WORK INSTRUCTION
Across all the records below, how many lines contain "minutes"? Respond with only the number.
================================
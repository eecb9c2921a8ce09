// crates/valor-daemon/src/inbox.rs
//
// Replay of relayed cross-chain envelopes from a JSON-lines file.
//
// Each non-empty line is `{"caller": "<relayer account>", "envelope": {...}}`.
// Lines starting with `#` are comments. A malformed or rejected line is
// logged and skipped; replay continues with the next one.

use serde::Deserialize;

use valor_core::{AccountId, Envelope, LedgerError};

use crate::shared::DaemonSharedState;

#[derive(Debug, Clone, PartialEq, Eq, Deserialize)]
pub struct InboxEntry {
    /// Principal that relayed the envelope.
    pub caller: AccountId,
    pub envelope: Envelope,
}

/// Decode one inbox line. Blank and comment lines yield `None`.
pub fn parse_line(line: &str) -> Result<Option<InboxEntry>, LedgerError> {
    let trimmed = line.trim();
    if trimmed.is_empty() || trimmed.starts_with('#') {
        return Ok(None);
    }
    let entry: InboxEntry = serde_json::from_str(trimmed)?;
    Ok(Some(entry))
}

/// Feed every entry of `contents` through the ledger's receive hook.
pub async fn replay(shared: &DaemonSharedState, contents: &str) {
    for (index, line) in contents.lines().enumerate() {
        let line_no = index + 1;
        let entry = match parse_line(line) {
            Ok(Some(entry)) => entry,
            Ok(None) => continue,
            Err(e) => {
                tracing::warn!("Inbox line {}: {}", line_no, e);
                shared.stats.write().await.malformed_lines += 1;
                continue;
            }
        };

        match shared.ledger.receive_from_peer(&entry.caller, &entry.envelope) {
            Ok(outcome) => {
                tracing::info!("Inbox line {}: {:?}", line_no, outcome);
                shared.stats.write().await.envelopes_accepted += 1;
            }
            Err(e) => {
                tracing::debug!("Inbox line {} rejected: {}", line_no, e);
                shared.stats.write().await.envelopes_rejected += 1;
            }
        }
    }
}

/// Read the inbox at `path` and replay it. A missing file is not an error.
pub async fn replay_file(shared: &DaemonSharedState, path: &str) -> Result<(), std::io::Error> {
    let contents = match tokio::fs::read_to_string(path).await {
        Ok(contents) => contents,
        Err(e) if e.kind() == std::io::ErrorKind::NotFound => {
            tracing::info!("No inbox at {}; nothing to replay", path);
            return Ok(());
        }
        Err(e) => return Err(e),
    };
    tracing::info!("Replaying inbox {}", path);
    replay(shared, &contents).await;
    Ok(())
}

#[cfg(test)]
mod tests {
    use super::*;
    use std::sync::Arc;

    use valor_core::{ManualClock, Permission, TokenKind};
    use valor_ledger::{Grant, LedgerConfig, LedgerFacade};

    use crate::transport::ChannelTransport;

    const T0: u64 = 1_700_000_000;

    fn relayer() -> AccountId {
        AccountId([0xcc; 32])
    }

    fn line(caller: AccountId, sender: AccountId, chain: u32, amount: u64) -> String {
        format!(
            r#"{{"caller":"{caller}","envelope":{{"source_chain_id":{chain},"token_kind":"primary","amount":{amount},"sender":"{sender}","body":{{"payload_type":"stake"}}}}}}"#
        )
    }

    fn shared() -> (DaemonSharedState, tokio::sync::mpsc::UnboundedReceiver<valor_core::PayoutIntent>) {
        let mut config = LedgerConfig::default();
        config.emission.start_timestamp = T0;
        config.peers.trusted_chains = vec![5];
        config.access.grants = vec![Grant {
            principal: relayer(),
            permissions: vec![Permission::PeerRelayer],
        }];
        let (transport, rx) = ChannelTransport::new();
        let ledger = LedgerFacade::from_config(&config, Arc::new(transport), Arc::new(ManualClock::new(T0)))
            .unwrap();
        (DaemonSharedState::new(Arc::new(ledger)), rx)
    }

    #[test]
    fn test_parse_skips_blank_and_comments() {
        assert_eq!(parse_line("   ").unwrap(), None);
        assert_eq!(parse_line("# replayed from chain 5").unwrap(), None);
        assert!(matches!(parse_line("{not json"), Err(LedgerError::Serialization(_))));
    }

    #[test]
    fn test_parse_entry() {
        let sender = AccountId([1u8; 32]);
        let entry = parse_line(&line(relayer(), sender, 5, 40)).unwrap().unwrap();
        assert_eq!(entry.caller, relayer());
        assert_eq!(entry.envelope.sender, sender);
        assert_eq!(entry.envelope.amount, 40);
        assert_eq!(entry.envelope.token_kind, TokenKind::Primary);
    }

    #[tokio::test]
    async fn test_replay_counts_outcomes() {
        let (shared, _rx) = shared();
        let sender = AccountId([1u8; 32]);
        let contents = [
            line(relayer(), sender, 5, 40),
            "# comment".to_string(),
            line(relayer(), sender, 99, 40),
            "garbage".to_string(),
            line(sender, sender, 5, 40),
            line(relayer(), sender, 5, 2),
        ]
        .join("\n");

        replay(&shared, &contents).await;

        let stats = shared.stats.read().await.clone();
        assert_eq!(stats.envelopes_accepted, 2);
        assert_eq!(stats.envelopes_rejected, 2);
        assert_eq!(stats.malformed_lines, 1);
        let account = shared.ledger.account(&sender).unwrap().unwrap();
        assert_eq!(account.primary_balance, 42);
    }

    #[tokio::test]
    async fn test_missing_inbox_is_not_an_error() {
        let (shared, _rx) = shared();
        replay_file(&shared, "/nonexistent/valor/inbox.jsonl").await.unwrap();
        assert_eq!(*shared.stats.read().await, Default::default());
    }
}
// crates/valor-economics/src/vesting.rs
//
// Conversion of record-kind rewards into time-locked primary tokens.
//
// A vesting request unlocks nothing for `lock_period` seconds after it is
// created, then vests linearly over `linear_period` seconds:
//
//   unlock_start = created_at + lock_period
//   vested       = amount * min(1, (now - unlock_start) / linear_period)
//   claimable    = vested - claimed_amount
//
// Cancelling a request returns the unclaimed remainder to the user's primary
// stake rather than paying it out.

use std::collections::HashMap;

use serde::{Deserialize, Serialize};

use valor_core::{AccountId, Amount, LedgerError, TokenKind};

use crate::math::{mul_div, SafeMath};
use crate::staking::RewardAccumulator;

/// Default lock before vesting begins: 15 minutes.
pub const DEFAULT_VESTING_LOCK_SECS: u64 = 15 * 60;
/// Default linear vesting period: 75 minutes.
pub const DEFAULT_VESTING_LINEAR_SECS: u64 = 75 * 60;

#[derive(Debug, Clone, PartialEq, Eq, Serialize, Deserialize)]
pub struct VestingRequest {
    pub id: u64,
    pub amount: Amount,
    pub created_at: u64,
    pub claimed_amount: Amount,
}

impl VestingRequest {
    /// Amount vested as of `now` under the given schedule.
    pub fn vested(&self, lock_period: u64, linear_period: u64, now: u64) -> Result<Amount, LedgerError> {
        let unlock_start = self.created_at.safe_add(lock_period)?;
        if now < unlock_start {
            return Ok(0);
        }
        let elapsed = now - unlock_start;
        if linear_period == 0 || elapsed >= linear_period {
            return Ok(self.amount);
        }
        mul_div(self.amount, elapsed as Amount, linear_period as Amount, "vested")
    }

    pub fn remaining(&self) -> Amount {
        self.amount.saturating_sub(self.claimed_amount)
    }
}

/// Per-user vesting requests and the schedule they follow.
#[derive(Debug, Clone, Serialize, Deserialize)]
pub struct VestingManager {
    lock_period: u64,
    linear_period: u64,
    next_id: u64,
    requests: HashMap<AccountId, Vec<VestingRequest>>,
}

impl VestingManager {
    pub fn new(lock_period: u64, linear_period: u64) -> Self {
        Self {
            lock_period,
            linear_period,
            next_id: 0,
            requests: HashMap::new(),
        }
    }

    pub fn lock_period(&self) -> u64 {
        self.lock_period
    }

    pub fn linear_period(&self) -> u64 {
        self.linear_period
    }

    pub fn requests(&self, user: &AccountId) -> &[VestingRequest] {
        self.requests.get(user).map(Vec::as_slice).unwrap_or(&[])
    }

    fn find(&self, user: &AccountId, id: u64) -> Result<&VestingRequest, LedgerError> {
        self.requests(user)
            .iter()
            .find(|r| r.id == id)
            .ok_or(LedgerError::VestingRequestNotFound(id))
    }

    /// Amount `user` could claim from request `id` at `now`.
    pub fn claimable(&self, user: &AccountId, id: u64, now: u64) -> Result<Amount, LedgerError> {
        let request = self.find(user, id)?;
        let vested = request.vested(self.lock_period, self.linear_period, now)?;
        Ok(vested.saturating_sub(request.claimed_amount))
    }

    /// Move `amount` of `user`'s record balance into a new vesting request.
    pub fn convert(
        &mut self,
        accumulator: &mut RewardAccumulator,
        user: &AccountId,
        amount: Amount,
        now: u64,
    ) -> Result<u64, LedgerError> {
        user.ensure_nonzero()?;
        let id = self.next_id;
        let next_id = id.safe_add(1)?;
        accumulator.debit_record(user, amount, now)?;

        self.next_id = next_id;
        self.requests.entry(*user).or_default().push(VestingRequest {
            id,
            amount,
            created_at: now,
            claimed_amount: 0,
        });
        tracing::debug!(%user, id, amount, "Converted record balance to vesting");
        Ok(id)
    }

    /// Claim whatever has vested on request `id`. Returns the amount owed,
    /// which is zero while the request is still locked.
    pub fn claim(&mut self, user: &AccountId, id: u64, now: u64) -> Result<Amount, LedgerError> {
        let claimable = self.claimable(user, id, now)?;
        if claimable == 0 {
            return Ok(0);
        }

        let list = self
            .requests
            .get_mut(user)
            .ok_or(LedgerError::VestingRequestNotFound(id))?;
        let pos = list
            .iter()
            .position(|r| r.id == id)
            .ok_or(LedgerError::VestingRequestNotFound(id))?;
        list[pos].claimed_amount += claimable;
        if list[pos].remaining() == 0 {
            list.remove(pos);
            tracing::debug!(%user, id, "Vesting request fully claimed");
        }
        if list.is_empty() {
            self.requests.remove(user);
        }

        tracing::debug!(%user, id, claimable, "Vesting claimed");
        Ok(claimable)
    }

    /// Cancel request `id`, re-staking its unclaimed remainder as primary.
    pub fn cancel(
        &mut self,
        accumulator: &mut RewardAccumulator,
        user: &AccountId,
        id: u64,
        now: u64,
    ) -> Result<Amount, LedgerError> {
        let remaining = self.find(user, id)?.remaining();
        if remaining > 0 {
            accumulator.stake(user, TokenKind::Primary, remaining, now)?;
        }

        if let Some(list) = self.requests.get_mut(user) {
            list.retain(|r| r.id != id);
            if list.is_empty() {
                self.requests.remove(user);
            }
        }
        tracing::debug!(%user, id, restaked = remaining, "Vesting cancelled");
        Ok(remaining)
    }

    /// Cancel every request of `user`. Returns the total re-staked; zero when
    /// there was nothing to cancel.
    pub fn cancel_all(
        &mut self,
        accumulator: &mut RewardAccumulator,
        user: &AccountId,
        now: u64,
    ) -> Result<Amount, LedgerError> {
        let total = self
            .requests(user)
            .iter()
            .try_fold(0 as Amount, |acc, r| acc.safe_add(r.remaining()))?;
        if total > 0 {
            accumulator.stake(user, TokenKind::Primary, total, now)?;
        }
        let cancelled = self.requests.remove(user).map(|l| l.len()).unwrap_or(0);
        if cancelled > 0 {
            tracing::debug!(%user, cancelled, restaked = total, "All vesting cancelled");
        }
        Ok(total)
    }
}

#[cfg(test)]
mod tests {
    use super::*;
    use crate::emission::GlobalEmissionState;
    use crate::staking::DEFAULT_UNSTAKE_LOCK_SECS;

    const T0: u64 = 1_700_000_000;
    const MIN: u64 = 60;

    fn user() -> AccountId {
        AccountId([7u8; 32])
    }

    fn setup(record: Amount) -> (VestingManager, RewardAccumulator) {
        let mut acc = RewardAccumulator::new(
            GlobalEmissionState::new(0, Amount::MAX, T0),
            DEFAULT_UNSTAKE_LOCK_SECS,
            true,
        );
        acc.credit_record(&user(), record, T0).unwrap();
        (
            VestingManager::new(DEFAULT_VESTING_LOCK_SECS, DEFAULT_VESTING_LINEAR_SECS),
            acc,
        )
    }

    #[test]
    fn test_vesting_schedule_15m_lock_75m_linear() {
        let (mut vesting, mut acc) = setup(100);
        let id = vesting.convert(&mut acc, &user(), 100, T0).unwrap();
        assert_eq!(acc.account(&user()).unwrap().record_balance, 0);

        assert_eq!(vesting.claim(&user(), id, T0 + 10 * MIN).unwrap(), 0);

        // 37.5 minutes into the linear period.
        let half = T0 + 15 * MIN + 2_250;
        assert_eq!(vesting.claim(&user(), id, half).unwrap(), 50);

        assert_eq!(vesting.claim(&user(), id, T0 + 15 * MIN + 75 * MIN).unwrap(), 50);
        assert!(vesting.requests(&user()).is_empty());
        assert_eq!(
            vesting.claim(&user(), id, T0 + 200 * MIN),
            Err(LedgerError::VestingRequestNotFound(id))
        );
    }

    #[test]
    fn test_convert_requires_record_balance() {
        let (mut vesting, mut acc) = setup(10);
        assert!(matches!(
            vesting.convert(&mut acc, &user(), 11, T0),
            Err(LedgerError::InsufficientBalance { available: 10, requested: 11 })
        ));
        assert!(vesting.requests(&user()).is_empty());
    }

    #[test]
    fn test_cancel_restakes_remainder_as_primary() {
        let (mut vesting, mut acc) = setup(100);
        let id = vesting.convert(&mut acc, &user(), 100, T0).unwrap();
        vesting.claim(&user(), id, T0 + 15 * MIN + 2_250).unwrap();

        let restaked = vesting.cancel(&mut acc, &user(), id, T0 + 60 * MIN).unwrap();
        assert_eq!(restaked, 50);
        assert_eq!(acc.account(&user()).unwrap().primary_balance, 50);
        assert!(vesting.requests(&user()).is_empty());
    }

    #[test]
    fn test_cancel_all_sums_requests() {
        let (mut vesting, mut acc) = setup(100);
        vesting.convert(&mut acc, &user(), 30, T0).unwrap();
        vesting.convert(&mut acc, &user(), 70, T0 + 1).unwrap();

        assert_eq!(vesting.cancel_all(&mut acc, &user(), T0 + 2).unwrap(), 100);
        assert_eq!(acc.account(&user()).unwrap().primary_balance, 100);
        assert_eq!(vesting.cancel_all(&mut acc, &user(), T0 + 3).unwrap(), 0);
    }

    #[test]
    fn test_ids_are_unique_across_users() {
        let (mut vesting, mut acc) = setup(10);
        let other = AccountId([8u8; 32]);
        acc.credit_record(&other, 10, T0).unwrap();
        let a = vesting.convert(&mut acc, &user(), 5, T0).unwrap();
        let b = vesting.convert(&mut acc, &other, 5, T0).unwrap();
        assert_ne!(a, b);
        assert_eq!(
            vesting.claimable(&user(), b, T0),
            Err(LedgerError::VestingRequestNotFound(b))
        );
    }
}
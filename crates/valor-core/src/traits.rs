// crates/valor-core/src/traits.rs

use std::sync::atomic::{AtomicU64, Ordering};

use crate::envelope::PayoutIntent;
use crate::error::LedgerError;

/// Source of the current ledger timestamp (unix seconds).
///
/// Time-windowed economics (emission, batches, vesting, unstake locks) are
/// evaluated against this value at call time; nothing is ever awaited.
pub trait Clock: Send + Sync {
    fn now(&self) -> u64;
}

/// Wall-clock time via `chrono`.
#[derive(Debug, Default, Clone, Copy)]
pub struct SystemClock;

impl Clock for SystemClock {
    fn now(&self) -> u64 {
        chrono::Utc::now().timestamp().max(0) as u64
    }
}

/// A clock that only moves when told to. Used by tests and replay tooling.
#[derive(Debug, Default)]
pub struct ManualClock {
    now: AtomicU64,
}

impl ManualClock {
    pub fn new(start: u64) -> Self {
        Self {
            now: AtomicU64::new(start),
        }
    }

    pub fn set(&self, timestamp: u64) {
        self.now.store(timestamp, Ordering::SeqCst);
    }

    pub fn advance(&self, seconds: u64) {
        self.now.fetch_add(seconds, Ordering::SeqCst);
    }
}

impl Clock for ManualClock {
    fn now(&self) -> u64 {
        self.now.load(Ordering::SeqCst)
    }
}

/// Outbound half of the cross-chain transport.
///
/// Implemented by the deployment's bridge adapter. Called by the ledger facade
/// only after the mutation owing the payout has been committed. An error
/// leaves the intent queued in the ledger outbox for a later flush.
pub trait PayoutTransport: Send + Sync {
    fn dispatch(&self, intent: &PayoutIntent) -> Result<(), LedgerError>;
}
use chrono::{DateTime, Utc};
use std::collections::BTreeMap;
use std::fmt;

pub const PROJECT_TAG: &str = "Project";

#[derive(Debug, Clone, Default, PartialEq, Eq)]
pub struct Instance {
    pub id: String,
    pub instance_type: String,
    pub availability_zone: String,
    pub state: String,
    /// Empty when the instance has no public address.
    pub public_dns_name: String,
    pub tags: BTreeMap<String, String>,
}

impl Instance {
    pub fn project(&self) -> Option<&str> {
        self.tags.get(PROJECT_TAG).map(String::as_str)
    }

    /// An absent or empty project selects every instance.
    pub fn matches_project(&self, project: Option<&str>) -> bool {
        match project {
            Some(p) if !p.is_empty() => self.project() == Some(p),
            _ => true,
        }
    }
}

#[derive(Debug, Clone, Default, PartialEq, Eq)]
pub struct Volume {
    pub id: String,
    pub instance_id: String,
    pub state: String,
    pub size_gib: i32,
    pub encrypted: bool,
}

#[derive(Debug, Clone, PartialEq, Eq)]
pub enum SnapshotState {
    Pending,
    Completed,
    Error,
    Other(String),
}

impl SnapshotState {
    pub fn as_str(&self) -> &str {
        match self {
            SnapshotState::Pending => "pending",
            SnapshotState::Completed => "completed",
            SnapshotState::Error => "error",
            SnapshotState::Other(s) => s,
        }
    }
}

impl From<&str> for SnapshotState {
    fn from(s: &str) -> Self {
        match s {
            "pending" => SnapshotState::Pending,
            "completed" => SnapshotState::Completed,
            "error" => SnapshotState::Error,
            other => SnapshotState::Other(other.to_string()),
        }
    }
}

impl fmt::Display for SnapshotState {
    fn fmt(&self, f: &mut fmt::Formatter<'_>) -> fmt::Result {
        f.write_str(self.as_str())
    }
}

#[derive(Debug, Clone, PartialEq, Eq)]
pub struct Snapshot {
    pub id: String,
    pub volume_id: String,
    pub state: SnapshotState,
    pub progress: String,
    pub start_time: Option<DateTime<Utc>>,
    pub description: String,
}

/// Orders snapshots newest first. Snapshots without a start time go last.
pub fn sort_newest_first(snapshots: &mut [Snapshot]) {
    snapshots.sort_by(|a, b| b.start_time.cmp(&a.start_time));
}
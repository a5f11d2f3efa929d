use clap::{Args, Parser, Subcommand};

use crate::aws_config::DEFAULT_PROFILE;
use crate::fleet::FailurePolicy;

#[derive(Parser, Debug)]
#[command(
    name = "shotty",
    version,
    about = "Manage EC2 instances, volumes and snapshots"
)]
pub struct Cli {
    /// AWS profile to use
    #[arg(long, global = true, env = "SHOTTY_PROFILE", default_value = DEFAULT_PROFILE)]
    pub profile: String,

    /// AWS region (defaults to the profile's region)
    #[arg(long, global = true)]
    pub region: Option<String>,

    /// Maximum seconds to wait for an instance to stop or start
    #[arg(long, global = true, env = "SHOTTY_MAX_WAIT", default_value_t = 3600)]
    pub max_wait: u64,

    /// Increase log verbosity (-v info, -vv debug)
    #[arg(short, long, global = true, action = clap::ArgAction::Count)]
    pub verbose: u8,

    #[command(subcommand)]
    pub command: Commands,
}

#[derive(Subcommand, Debug)]
pub enum Commands {
    /// Commands for snapshots
    #[command(subcommand)]
    Snapshots(SnapshotsCommand),
    /// Commands for volumes
    #[command(subcommand)]
    Volumes(VolumesCommand),
    /// Commands for instances
    #[command(subcommand)]
    Instances(InstancesCommand),
}

#[derive(Args, Debug, Clone, Default)]
pub struct ProjectArg {
    /// Only resources for project (tag Project:<name>)
    #[arg(long)]
    pub project: Option<String>,
}

#[derive(Subcommand, Debug)]
pub enum SnapshotsCommand {
    /// List EC2 snapshots
    List {
        #[command(flatten)]
        project: ProjectArg,
        /// List all snapshots for each volume, not just the most recent
        #[arg(long)]
        all: bool,
    },
}

#[derive(Subcommand, Debug)]
pub enum VolumesCommand {
    /// List EC2 volumes
    List {
        #[command(flatten)]
        project: ProjectArg,
    },
}

#[derive(Subcommand, Debug)]
pub enum InstancesCommand {
    /// List EC2 instances
    List {
        #[command(flatten)]
        project: ProjectArg,
    },
    /// Stop EC2 instances
    Stop {
        #[command(flatten)]
        project: ProjectArg,
    },
    /// Start EC2 instances
    Start {
        #[command(flatten)]
        project: ProjectArg,
    },
    /// Create snapshots of all volumes
    Snapshot {
        #[command(flatten)]
        project: ProjectArg,
        /// What to do when an instance fails mid-run
        #[arg(long, value_enum, default_value_t = FailurePolicy::Abort)]
        on_error: FailurePolicy,
    },
}

impl Cli {
    /// Log filter directive for the requested verbosity.
    pub fn log_level(&self) -> &'static str {
        match self.verbose {
            0 => "warn",
            1 => "info",
            _ => "debug",
        }
    }
}
use configparser::ini::Ini;
use std::path::{Path, PathBuf};

use crate::error::{Result, ShotError};

fn aws_dir() -> Result<PathBuf> {
    dirs_next::home_dir()
        .map(|home| home.join(".aws"))
        .ok_or_else(|| ShotError::Profile("could not locate home directory".into()))
}

/// Looks for `profile` in the shared credentials and config files under
/// the user's `~/.aws` directory.
pub fn profile_exists(profile: &str) -> Result<bool> {
    profile_exists_in(&aws_dir()?, profile)
}

pub fn profile_exists_in(aws_dir: &Path, profile: &str) -> Result<bool> {
    // configparser lowercases section names by default.
    let wanted = profile.to_lowercase();

    let credentials = aws_dir.join("credentials");
    if credentials.exists() && sections(&credentials)?.iter().any(|s| *s == wanted) {
        return Ok(true);
    }

    let config = aws_dir.join("config");
    if config.exists() {
        let named = format!("profile {}", wanted);
        return Ok(sections(&config)?
            .iter()
            .any(|s| *s == named || (wanted == "default" && *s == "default")));
    }

    Ok(false)
}

fn sections(path: &Path) -> Result<Vec<String>> {
    let mut ini = Ini::new();
    ini.load(path)
        .map_err(|e| ShotError::Profile(format!("{}: {}", path.display(), e)))?;
    Ok(ini.sections())
}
================================
ANSWER BOX
3